### Assignment
Take every line containing "listing" out of the records.
START Exercise data
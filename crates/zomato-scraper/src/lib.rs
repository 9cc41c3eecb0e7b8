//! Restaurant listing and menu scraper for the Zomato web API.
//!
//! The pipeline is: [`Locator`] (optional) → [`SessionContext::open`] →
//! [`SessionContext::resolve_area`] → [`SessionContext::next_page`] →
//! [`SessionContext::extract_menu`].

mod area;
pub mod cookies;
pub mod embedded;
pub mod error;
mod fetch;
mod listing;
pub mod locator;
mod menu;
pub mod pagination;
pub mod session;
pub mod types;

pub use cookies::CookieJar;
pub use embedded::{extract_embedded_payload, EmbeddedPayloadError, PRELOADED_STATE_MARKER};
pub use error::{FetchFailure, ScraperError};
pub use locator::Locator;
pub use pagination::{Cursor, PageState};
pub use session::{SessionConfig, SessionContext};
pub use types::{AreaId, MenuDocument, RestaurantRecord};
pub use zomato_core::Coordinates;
END Exercise data
### Task result
//! Restaurant listing and menu scraper for the Zomato web API.
mod listing;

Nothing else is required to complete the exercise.